Avoiding NTFS Reparse Points

I don’t think that the Nextcloud Client can do much about that. This functionality is handeld on the OS level or more precisely by the driver for the filessystem. On Linux the NTFS-3G is used to mount the file system into user space via FUSE. All relavant features should be supported in Linux…
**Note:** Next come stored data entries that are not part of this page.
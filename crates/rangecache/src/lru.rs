//! Fixed-capacity LRU store
//!
//! Slab of nodes threaded into a doubly-linked recency list, indexed by an
//! AHash map. Head is the most recently used entry, tail the least.

use std::collections::HashMap;
use std::hash::Hash;
use ahash::RandomState;

/// Node in the recency list
struct Node<K, V> {
    key: K,
    value: V,
    prev: Option<usize>,
    next: Option<usize>,
}

/// LRU store with fixed capacity
pub struct LruCache<K, V> {
    map: HashMap<K, usize, RandomState>,
    nodes: Vec<Option<Node<K, V>>>,
    head: Option<usize>,
    tail: Option<usize>,
    free_list: Vec<usize>,
    capacity: usize,
}

impl<K, V> LruCache<K, V>
where
    K: Hash + Eq + Clone,
{
    /// Create a new LRU store with the given capacity
    pub fn new(capacity: usize) -> Self {
        assert!(capacity > 0, "Capacity must be greater than 0");

        Self {
            map: HashMap::with_capacity_and_hasher(capacity, RandomState::new()),
            nodes: Vec::with_capacity(capacity),
            head: None,
            tail: None,
            free_list: Vec::new(),
            capacity,
        }
    }

    /// Get a value and mark it most recently used
    pub fn get(&mut self, key: &K) -> Option<&V> {
        let idx = *self.map.get(key)?;
        self.move_to_front(idx);
        self.nodes[idx].as_ref().map(|node| &node.value)
    }

    /// Get a value without touching recency
    pub fn peek(&self, key: &K) -> Option<&V> {
        let idx = *self.map.get(key)?;
        self.nodes[idx].as_ref().map(|node| &node.value)
    }

    /// Check whether a key is present without touching recency
    pub fn contains(&self, key: &K) -> bool {
        self.map.contains_key(key)
    }

    /// Insert or overwrite a key as most recently used.
    ///
    /// Returns the evicted entry when a new key had to make room.
    pub fn put(&mut self, key: K, value: V) -> Option<(K, V)> {
        if let Some(&idx) = self.map.get(&key) {
            if let Some(node) = &mut self.nodes[idx] {
                node.value = value;
            }
            self.move_to_front(idx);
            return None;
        }

        let evicted = if self.map.len() >= self.capacity {
            self.evict()
        } else {
            None
        };

        let idx = self.alloc_node();
        self.nodes[idx] = Some(Node {
            key: key.clone(),
            value,
            prev: None,
            next: self.head,
        });
        self.link_front(idx);
        self.map.insert(key, idx);

        evicted
    }

    /// Keep only the entries for which `keep` returns true.
    ///
    /// Survivors keep their relative recency. Returns the number removed.
    pub fn retain<F>(&mut self, mut keep: F) -> usize
    where
        F: FnMut(&K, &V) -> bool,
    {
        let mut removed = 0;
        let mut cursor = self.head;

        while let Some(idx) = cursor {
            let (next, drop_it) = match &self.nodes[idx] {
                Some(node) => (node.next, !keep(&node.key, &node.value)),
                None => break,
            };

            if drop_it {
                if let Some(node) = self.release(idx) {
                    self.map.remove(&node.key);
                    removed += 1;
                }
            }
            cursor = next;
        }

        removed
    }

    /// Iterate entries from most to least recently used
    pub fn iter(&self) -> Iter<'_, K, V> {
        Iter {
            nodes: &self.nodes,
            cursor: self.head,
            remaining: self.map.len(),
        }
    }

    /// Get the current number of entries
    pub fn len(&self) -> usize {
        self.map.len()
    }

    /// Check if the store is empty
    pub fn is_empty(&self) -> bool {
        self.map.is_empty()
    }

    /// Maximum number of entries
    pub fn capacity(&self) -> usize {
        self.capacity
    }

    /// Drop every entry
    pub fn clear(&mut self) {
        self.map.clear();
        self.nodes.clear();
        self.free_list.clear();
        self.head = None;
        self.tail = None;
    }

    fn move_to_front(&mut self, idx: usize) {
        if self.head == Some(idx) {
            return;
        }

        self.unlink(idx);

        if let Some(node) = &mut self.nodes[idx] {
            node.prev = None;
            node.next = self.head;
        }
        self.link_front(idx);
    }

    /// Attach a node whose `next` already points at the old head
    fn link_front(&mut self, idx: usize) {
        if let Some(head_idx) = self.head {
            if let Some(head) = &mut self.nodes[head_idx] {
                head.prev = Some(idx);
            }
        }

        self.head = Some(idx);
        if self.tail.is_none() {
            self.tail = Some(idx);
        }
    }

    fn unlink(&mut self, idx: usize) {
        let (prev, next) = match &self.nodes[idx] {
            Some(node) => (node.prev, node.next),
            None => return,
        };

        match prev {
            Some(prev_idx) => {
                if let Some(prev_node) = &mut self.nodes[prev_idx] {
                    prev_node.next = next;
                }
            }
            None => self.head = next,
        }

        match next {
            Some(next_idx) => {
                if let Some(next_node) = &mut self.nodes[next_idx] {
                    next_node.prev = prev;
                }
            }
            None => self.tail = prev,
        }
    }

    fn evict(&mut self) -> Option<(K, V)> {
        let tail_idx = self.tail?;
        let node = self.release(tail_idx)?;
        self.map.remove(&node.key);
        Some((node.key, node.value))
    }

    /// Unlink a slot, return it to the free list and hand back its node.
    /// The map entry is the caller's to remove.
    fn release(&mut self, idx: usize) -> Option<Node<K, V>> {
        self.unlink(idx);
        let node = self.nodes[idx].take()?;
        self.free_list.push(idx);
        Some(node)
    }

    fn alloc_node(&mut self) -> usize {
        if let Some(idx) = self.free_list.pop() {
            idx
        } else {
            let idx = self.nodes.len();
            self.nodes.push(None);
            idx
        }
    }
}

/// Iterator over entries in recency order
pub struct Iter<'a, K, V> {
    nodes: &'a [Option<Node<K, V>>],
    cursor: Option<usize>,
    remaining: usize,
}

impl<'a, K, V> Iterator for Iter<'a, K, V> {
    type Item = (&'a K, &'a V);

    fn next(&mut self) -> Option<Self::Item> {
        let node = self.nodes[self.cursor?].as_ref()?;
        self.cursor = node.next;
        self.remaining -= 1;
        Some((&node.key, &node.value))
    }

    fn size_hint(&self) -> (usize, Option<usize>) {
        (self.remaining, Some(self.remaining))
    }
}

impl<K, V> ExactSizeIterator for Iter<'_, K, V> {}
NTFS-3G supports all operations for writing files: files of any size can be created, modified, renamed, moved, or deleted on NTFS partitions. Transparent compression is supported, as well as system-level encryption.[6] Support to modify access control lists and permissions is available.[7] NTFS partitions are mounted using the Filesystem in Userspace (FUSE) interface. NTFS-3G supports hard links, symbolic links, and junctions. With the help of NTFS reparse point plugins, it can be made to read chunk-deduplicated files, system-compressed files, and OneDrive files.[8] NTFS-3G provides complete support and translation of NTFS access control list (ACL) to POSIX ACL permissions. A “usermap” utility is included to record the mapping from UIDs to Windows NT SIDs.
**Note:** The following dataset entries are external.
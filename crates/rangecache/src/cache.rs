//! RangeSumCache: LRU cache of range sums with point-update invalidation

use tracing::{debug, trace};

use crate::error::{Error, Result};
use crate::key::RangeKey;
use crate::lru::LruCache;
use crate::stats::CacheStats;

/// Fixed-capacity LRU cache mapping inclusive ranges to their sums.
///
/// The cache never sees the array. Callers compute sums on a miss, `put`
/// them, and call [`RangeSumCache::invalidate`] after every write to the
/// array so no stale sum survives.
pub struct RangeSumCache {
    /// Cached sums in recency order
    entries: LruCache<RangeKey, i64>,

    /// Cache statistics
    stats: CacheStats,
}

impl RangeSumCache {
    /// Create a cache holding at most `capacity` ranges
    ///
    /// # Arguments
    /// * `capacity` - Maximum number of distinct ranges retained
    ///
    /// # Returns
    /// * `Result<RangeSumCache>` - `Error::ZeroCapacity` when `capacity` is 0
    pub fn new(capacity: usize) -> Result<Self> {
        if capacity == 0 {
            return Err(Error::ZeroCapacity);
        }

        Ok(Self {
            entries: LruCache::new(capacity),
            stats: CacheStats::new(),
        })
    }

    /// Look up the sum for `key`, promoting it to most recently used on a hit
    pub fn get(&mut self, key: RangeKey) -> Option<i64> {
        match self.entries.get(&key) {
            Some(&sum) => {
                self.stats.record_hit();
                Some(sum)
            }
            None => {
                self.stats.record_miss();
                None
            }
        }
    }

    /// Store the sum for `key` as most recently used.
    ///
    /// An existing entry is overwritten; otherwise the least recently used
    /// entry is evicted when the cache is full.
    pub fn put(&mut self, key: RangeKey, sum: i64) {
        if self.entries.contains(&key) {
            self.stats.record_update();
        } else {
            self.stats.record_insert();
        }

        if let Some((evicted, _)) = self.entries.put(key, sum) {
            trace!(%evicted, inserted = %key, "evicted least recently used range");
            self.stats.record_eviction();
        }
    }

    /// Drop every cached range that covers `index`.
    ///
    /// Call after writing `array[index]`. Surviving entries keep their values
    /// and relative recency. Returns the number of entries removed.
    pub fn invalidate(&mut self, index: usize) -> usize {
        let removed = self.entries.retain(|key, _| !key.covers(index));

        if removed > 0 {
            debug!(index, removed, remaining = self.entries.len(), "invalidated ranges");
            self.stats.record_invalidations(removed);
        }

        removed
    }

    /// Read the sum for `key` without touching recency or statistics
    pub fn peek(&self, key: RangeKey) -> Option<i64> {
        self.entries.peek(&key).copied()
    }

    /// Check whether `key` is cached without touching recency
    pub fn contains(&self, key: RangeKey) -> bool {
        self.entries.contains(&key)
    }

    /// Cached keys from most to least recently used
    pub fn keys(&self) -> impl Iterator<Item = RangeKey> + '_ {
        self.entries.iter().map(|(key, _)| *key)
    }

    /// Get cache statistics
    pub fn stats(&self) -> &CacheStats {
        &self.stats
    }

    /// Get current number of cached ranges
    pub fn len(&self) -> usize {
        self.entries.len()
    }

    /// Check if nothing is cached
    pub fn is_empty(&self) -> bool {
        self.entries.is_empty()
    }

    /// Get cache capacity
    pub fn capacity(&self) -> usize {
        self.entries.capacity()
    }

    /// Drop every entry and reset statistics
    pub fn clear(&mut self) {
        self.entries.clear();
        self.stats.reset();
    }
}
https://en.wikipedia.org/wiki/NTFS-3G

Unfortunately you did not give us any details what exactly is not working for you and which Linux distro in which version you are using. What I can say is that when you use a current Windows version, it is generally a good idea to also use the most recent NTFS-3G version. Sidenote: Starting with kernel version 5.15, NTFS support has been natively integrated into the Linux kernel.

I also did a quick Google search on “NTFS-3g” and “NTFS Reparse Points” and actually didn’t find much about any issues with it. So I can only say that it should work in principle…

https://jp-andre.pagesperso-orange.fr/junctions.html

And here is someone who had problems with it in an older Ubuntu version…

https://bugs.launchpad.net/ubuntu/+source/ntfs-3g/+bug/1728354

…but this is probably no longer relevant in newer versions.